Assignment: From the entries below, copy exactly the lines from the one that contains "group.sample_size(10);" through the one that contains "let mut plan = Plan::new();", both included, and only those.

Provided records:

◆ ◆ ◆ ◆ ◆ ◆ ◆

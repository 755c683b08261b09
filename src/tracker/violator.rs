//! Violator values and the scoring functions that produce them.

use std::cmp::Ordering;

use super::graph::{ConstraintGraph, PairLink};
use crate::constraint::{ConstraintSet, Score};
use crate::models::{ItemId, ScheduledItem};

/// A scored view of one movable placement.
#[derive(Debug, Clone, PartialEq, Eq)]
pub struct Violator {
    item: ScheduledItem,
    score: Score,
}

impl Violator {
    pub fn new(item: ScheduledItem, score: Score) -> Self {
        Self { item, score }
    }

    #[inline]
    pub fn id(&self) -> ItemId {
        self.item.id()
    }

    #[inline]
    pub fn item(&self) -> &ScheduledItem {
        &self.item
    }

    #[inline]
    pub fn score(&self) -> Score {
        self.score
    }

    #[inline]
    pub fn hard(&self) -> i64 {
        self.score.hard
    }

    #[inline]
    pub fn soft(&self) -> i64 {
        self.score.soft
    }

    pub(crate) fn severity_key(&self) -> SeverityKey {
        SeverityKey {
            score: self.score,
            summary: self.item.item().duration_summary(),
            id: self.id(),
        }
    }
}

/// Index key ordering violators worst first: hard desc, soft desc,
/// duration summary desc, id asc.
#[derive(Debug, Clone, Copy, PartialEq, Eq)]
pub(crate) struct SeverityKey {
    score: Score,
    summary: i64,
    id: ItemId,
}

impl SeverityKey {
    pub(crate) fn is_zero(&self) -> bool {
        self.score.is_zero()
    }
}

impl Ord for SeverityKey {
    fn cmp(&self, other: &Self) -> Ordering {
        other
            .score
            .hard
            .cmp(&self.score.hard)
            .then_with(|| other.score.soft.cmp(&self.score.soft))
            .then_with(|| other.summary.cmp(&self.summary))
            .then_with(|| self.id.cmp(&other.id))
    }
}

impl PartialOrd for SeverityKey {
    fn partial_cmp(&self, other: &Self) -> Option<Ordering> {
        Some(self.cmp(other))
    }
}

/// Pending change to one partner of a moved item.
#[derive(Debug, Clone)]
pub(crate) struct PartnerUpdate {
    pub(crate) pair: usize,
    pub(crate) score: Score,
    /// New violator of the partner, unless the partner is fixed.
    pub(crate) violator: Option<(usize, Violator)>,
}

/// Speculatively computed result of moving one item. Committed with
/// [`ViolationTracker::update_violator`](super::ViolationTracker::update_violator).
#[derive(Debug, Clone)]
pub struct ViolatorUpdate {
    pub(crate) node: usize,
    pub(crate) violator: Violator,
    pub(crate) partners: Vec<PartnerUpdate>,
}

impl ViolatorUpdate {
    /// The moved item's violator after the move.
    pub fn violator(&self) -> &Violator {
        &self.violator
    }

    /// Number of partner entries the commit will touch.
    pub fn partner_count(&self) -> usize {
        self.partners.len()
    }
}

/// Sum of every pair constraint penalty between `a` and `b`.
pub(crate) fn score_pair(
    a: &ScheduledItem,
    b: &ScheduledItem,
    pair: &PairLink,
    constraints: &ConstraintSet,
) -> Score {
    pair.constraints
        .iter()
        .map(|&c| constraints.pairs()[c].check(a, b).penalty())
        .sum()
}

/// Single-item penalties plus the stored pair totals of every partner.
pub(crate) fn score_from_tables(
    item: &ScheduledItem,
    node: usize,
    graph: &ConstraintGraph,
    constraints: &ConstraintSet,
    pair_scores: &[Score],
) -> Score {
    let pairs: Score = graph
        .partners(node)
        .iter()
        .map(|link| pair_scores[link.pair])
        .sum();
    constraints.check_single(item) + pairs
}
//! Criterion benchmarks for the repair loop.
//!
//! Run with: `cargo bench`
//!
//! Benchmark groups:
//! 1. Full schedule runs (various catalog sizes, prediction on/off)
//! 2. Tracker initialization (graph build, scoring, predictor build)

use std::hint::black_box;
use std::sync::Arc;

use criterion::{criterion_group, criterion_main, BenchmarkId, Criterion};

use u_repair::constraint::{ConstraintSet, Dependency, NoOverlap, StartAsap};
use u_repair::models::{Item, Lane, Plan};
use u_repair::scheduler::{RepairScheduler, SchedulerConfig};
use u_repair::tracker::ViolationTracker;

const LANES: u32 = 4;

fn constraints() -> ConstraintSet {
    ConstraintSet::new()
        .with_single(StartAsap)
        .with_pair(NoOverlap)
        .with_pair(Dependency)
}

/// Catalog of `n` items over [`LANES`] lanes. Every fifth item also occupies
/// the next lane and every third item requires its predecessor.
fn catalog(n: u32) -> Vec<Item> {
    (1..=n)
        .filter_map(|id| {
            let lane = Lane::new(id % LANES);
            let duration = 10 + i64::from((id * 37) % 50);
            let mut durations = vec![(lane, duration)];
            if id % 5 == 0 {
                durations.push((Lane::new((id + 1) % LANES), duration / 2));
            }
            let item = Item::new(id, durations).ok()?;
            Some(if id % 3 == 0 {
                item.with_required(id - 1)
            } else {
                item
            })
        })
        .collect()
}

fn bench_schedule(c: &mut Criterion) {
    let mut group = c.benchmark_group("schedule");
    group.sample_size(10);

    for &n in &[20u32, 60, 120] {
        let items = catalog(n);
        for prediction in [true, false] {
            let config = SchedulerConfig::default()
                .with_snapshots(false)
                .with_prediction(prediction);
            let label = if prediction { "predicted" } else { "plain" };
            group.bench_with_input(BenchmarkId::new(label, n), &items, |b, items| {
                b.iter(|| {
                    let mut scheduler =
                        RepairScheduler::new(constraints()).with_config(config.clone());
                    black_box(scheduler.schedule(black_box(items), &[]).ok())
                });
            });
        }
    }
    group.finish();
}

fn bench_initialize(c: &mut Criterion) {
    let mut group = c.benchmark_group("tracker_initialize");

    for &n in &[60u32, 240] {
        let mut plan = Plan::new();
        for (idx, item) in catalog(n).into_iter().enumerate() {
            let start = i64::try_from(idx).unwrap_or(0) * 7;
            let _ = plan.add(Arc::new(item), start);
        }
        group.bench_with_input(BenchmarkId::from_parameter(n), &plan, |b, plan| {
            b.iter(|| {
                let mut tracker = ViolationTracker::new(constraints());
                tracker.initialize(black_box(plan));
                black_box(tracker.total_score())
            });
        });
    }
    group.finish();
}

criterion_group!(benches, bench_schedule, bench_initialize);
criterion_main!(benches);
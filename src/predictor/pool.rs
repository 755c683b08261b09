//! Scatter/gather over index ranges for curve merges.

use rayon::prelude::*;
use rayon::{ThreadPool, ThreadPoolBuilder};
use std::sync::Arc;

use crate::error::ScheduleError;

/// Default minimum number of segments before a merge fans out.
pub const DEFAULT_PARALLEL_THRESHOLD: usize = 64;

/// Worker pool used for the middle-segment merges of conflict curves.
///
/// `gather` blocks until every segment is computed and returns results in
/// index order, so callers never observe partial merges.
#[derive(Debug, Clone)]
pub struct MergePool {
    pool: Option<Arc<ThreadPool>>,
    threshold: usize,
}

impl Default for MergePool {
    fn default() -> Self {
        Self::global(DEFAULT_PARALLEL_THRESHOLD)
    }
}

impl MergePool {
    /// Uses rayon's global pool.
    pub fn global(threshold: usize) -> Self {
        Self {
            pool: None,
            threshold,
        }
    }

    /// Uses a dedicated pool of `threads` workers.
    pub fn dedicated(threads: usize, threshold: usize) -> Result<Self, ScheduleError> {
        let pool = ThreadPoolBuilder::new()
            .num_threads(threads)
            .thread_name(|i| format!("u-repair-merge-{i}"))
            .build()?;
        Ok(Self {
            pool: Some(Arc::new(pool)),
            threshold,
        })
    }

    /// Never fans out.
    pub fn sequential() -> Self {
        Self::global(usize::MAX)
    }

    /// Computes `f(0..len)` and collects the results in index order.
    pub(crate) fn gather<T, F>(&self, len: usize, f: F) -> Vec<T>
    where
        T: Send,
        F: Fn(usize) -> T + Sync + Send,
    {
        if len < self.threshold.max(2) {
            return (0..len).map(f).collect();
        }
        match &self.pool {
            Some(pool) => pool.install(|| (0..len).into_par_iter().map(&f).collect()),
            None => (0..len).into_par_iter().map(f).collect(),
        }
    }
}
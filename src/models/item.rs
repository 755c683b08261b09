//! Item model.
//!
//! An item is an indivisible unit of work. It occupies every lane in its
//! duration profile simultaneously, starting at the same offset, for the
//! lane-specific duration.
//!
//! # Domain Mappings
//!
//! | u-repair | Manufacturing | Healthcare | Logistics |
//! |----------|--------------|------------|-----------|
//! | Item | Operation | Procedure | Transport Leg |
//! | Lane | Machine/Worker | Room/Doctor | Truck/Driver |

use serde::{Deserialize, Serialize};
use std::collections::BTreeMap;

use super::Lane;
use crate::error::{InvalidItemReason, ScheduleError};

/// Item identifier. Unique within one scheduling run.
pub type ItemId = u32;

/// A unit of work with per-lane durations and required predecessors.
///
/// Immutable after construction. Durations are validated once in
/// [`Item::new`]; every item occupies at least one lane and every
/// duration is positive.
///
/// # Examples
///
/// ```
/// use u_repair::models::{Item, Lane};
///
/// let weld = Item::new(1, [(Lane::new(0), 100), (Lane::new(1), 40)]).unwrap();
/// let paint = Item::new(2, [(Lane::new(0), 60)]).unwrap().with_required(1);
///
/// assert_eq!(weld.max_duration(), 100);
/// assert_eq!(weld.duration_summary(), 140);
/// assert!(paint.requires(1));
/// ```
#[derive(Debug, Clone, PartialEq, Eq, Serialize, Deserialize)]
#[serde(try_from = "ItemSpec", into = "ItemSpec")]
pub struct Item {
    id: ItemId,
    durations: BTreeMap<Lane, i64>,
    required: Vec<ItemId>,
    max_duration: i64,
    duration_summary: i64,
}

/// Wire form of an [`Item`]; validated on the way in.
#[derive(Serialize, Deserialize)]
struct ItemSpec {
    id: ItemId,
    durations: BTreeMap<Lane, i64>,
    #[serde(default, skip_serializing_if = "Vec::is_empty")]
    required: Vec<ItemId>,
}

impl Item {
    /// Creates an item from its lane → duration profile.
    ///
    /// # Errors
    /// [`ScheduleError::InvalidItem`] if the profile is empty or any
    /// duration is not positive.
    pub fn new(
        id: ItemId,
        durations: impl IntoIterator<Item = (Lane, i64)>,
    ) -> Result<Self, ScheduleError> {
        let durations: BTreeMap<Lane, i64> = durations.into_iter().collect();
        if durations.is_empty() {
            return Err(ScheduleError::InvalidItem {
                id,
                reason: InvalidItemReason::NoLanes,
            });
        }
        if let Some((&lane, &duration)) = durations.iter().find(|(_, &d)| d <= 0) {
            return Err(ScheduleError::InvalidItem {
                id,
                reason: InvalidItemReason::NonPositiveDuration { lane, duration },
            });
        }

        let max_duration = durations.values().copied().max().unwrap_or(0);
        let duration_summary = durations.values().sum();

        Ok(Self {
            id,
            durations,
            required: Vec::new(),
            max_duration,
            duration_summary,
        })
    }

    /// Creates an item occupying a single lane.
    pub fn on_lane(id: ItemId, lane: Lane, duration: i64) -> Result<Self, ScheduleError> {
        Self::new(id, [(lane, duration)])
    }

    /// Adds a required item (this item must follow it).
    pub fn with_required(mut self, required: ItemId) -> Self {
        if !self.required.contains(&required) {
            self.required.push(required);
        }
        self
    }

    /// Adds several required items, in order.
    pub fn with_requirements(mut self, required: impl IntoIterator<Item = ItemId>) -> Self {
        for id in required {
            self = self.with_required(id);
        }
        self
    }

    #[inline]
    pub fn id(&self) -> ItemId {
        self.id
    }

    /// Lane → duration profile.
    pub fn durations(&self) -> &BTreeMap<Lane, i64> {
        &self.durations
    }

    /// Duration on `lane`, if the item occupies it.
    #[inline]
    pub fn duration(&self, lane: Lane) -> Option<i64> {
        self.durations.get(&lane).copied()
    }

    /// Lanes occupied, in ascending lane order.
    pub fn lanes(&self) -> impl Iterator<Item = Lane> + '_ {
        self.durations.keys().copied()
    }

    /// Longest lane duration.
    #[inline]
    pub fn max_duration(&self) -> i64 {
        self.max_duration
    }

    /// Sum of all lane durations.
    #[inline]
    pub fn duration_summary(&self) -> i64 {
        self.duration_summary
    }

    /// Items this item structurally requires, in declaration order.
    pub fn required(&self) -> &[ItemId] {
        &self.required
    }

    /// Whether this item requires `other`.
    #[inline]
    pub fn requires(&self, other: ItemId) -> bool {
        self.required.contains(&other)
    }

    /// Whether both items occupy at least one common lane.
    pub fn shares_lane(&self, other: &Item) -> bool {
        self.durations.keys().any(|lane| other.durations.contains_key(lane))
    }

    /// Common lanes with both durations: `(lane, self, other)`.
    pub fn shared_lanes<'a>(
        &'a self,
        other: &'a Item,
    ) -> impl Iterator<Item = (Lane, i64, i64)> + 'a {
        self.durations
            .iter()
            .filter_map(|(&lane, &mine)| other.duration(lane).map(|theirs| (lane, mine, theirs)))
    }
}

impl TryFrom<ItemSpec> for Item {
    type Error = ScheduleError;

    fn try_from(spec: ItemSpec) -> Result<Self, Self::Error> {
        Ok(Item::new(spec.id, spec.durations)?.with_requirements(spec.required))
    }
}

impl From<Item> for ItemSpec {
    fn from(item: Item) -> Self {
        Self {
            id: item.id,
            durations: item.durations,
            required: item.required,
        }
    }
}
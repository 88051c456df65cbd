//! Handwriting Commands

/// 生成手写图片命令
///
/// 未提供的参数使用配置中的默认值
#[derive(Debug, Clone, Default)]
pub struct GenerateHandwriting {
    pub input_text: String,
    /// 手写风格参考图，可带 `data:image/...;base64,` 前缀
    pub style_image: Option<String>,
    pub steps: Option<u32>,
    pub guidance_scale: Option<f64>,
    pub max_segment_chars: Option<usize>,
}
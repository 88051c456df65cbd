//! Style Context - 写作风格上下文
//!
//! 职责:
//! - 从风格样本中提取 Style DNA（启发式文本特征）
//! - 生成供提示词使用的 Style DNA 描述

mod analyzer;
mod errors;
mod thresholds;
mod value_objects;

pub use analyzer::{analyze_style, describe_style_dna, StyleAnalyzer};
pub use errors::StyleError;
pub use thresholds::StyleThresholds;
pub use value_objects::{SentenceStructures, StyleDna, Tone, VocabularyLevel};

◆ ◆ ◆ ◆ ◆ ◆ ◆

Completed exercise:
    group.sample_size(10);

    for &n in &[20u32, 60, 120] {
        let items = catalog(n);
        for prediction in [true, false] {
            let config = SchedulerConfig::default()
                .with_snapshots(false)
                .with_prediction(prediction);
            let label = if prediction { "predicted" } else { "plain" };
            group.bench_with_input(BenchmarkId::new(label, n), &items, |b, items| {
                b.iter(|| {
                    let mut scheduler =
                        RepairScheduler::new(constraints()).with_config(config.clone());
                    black_box(scheduler.schedule(black_box(items), &[]).ok())
                });
            });
        }
    }
    group.finish();
}

fn bench_initialize(c: &mut Criterion) {
    let mut group = c.benchmark_group("tracker_initialize");

    for &n in &[60u32, 240] {
        let mut plan = Plan::new();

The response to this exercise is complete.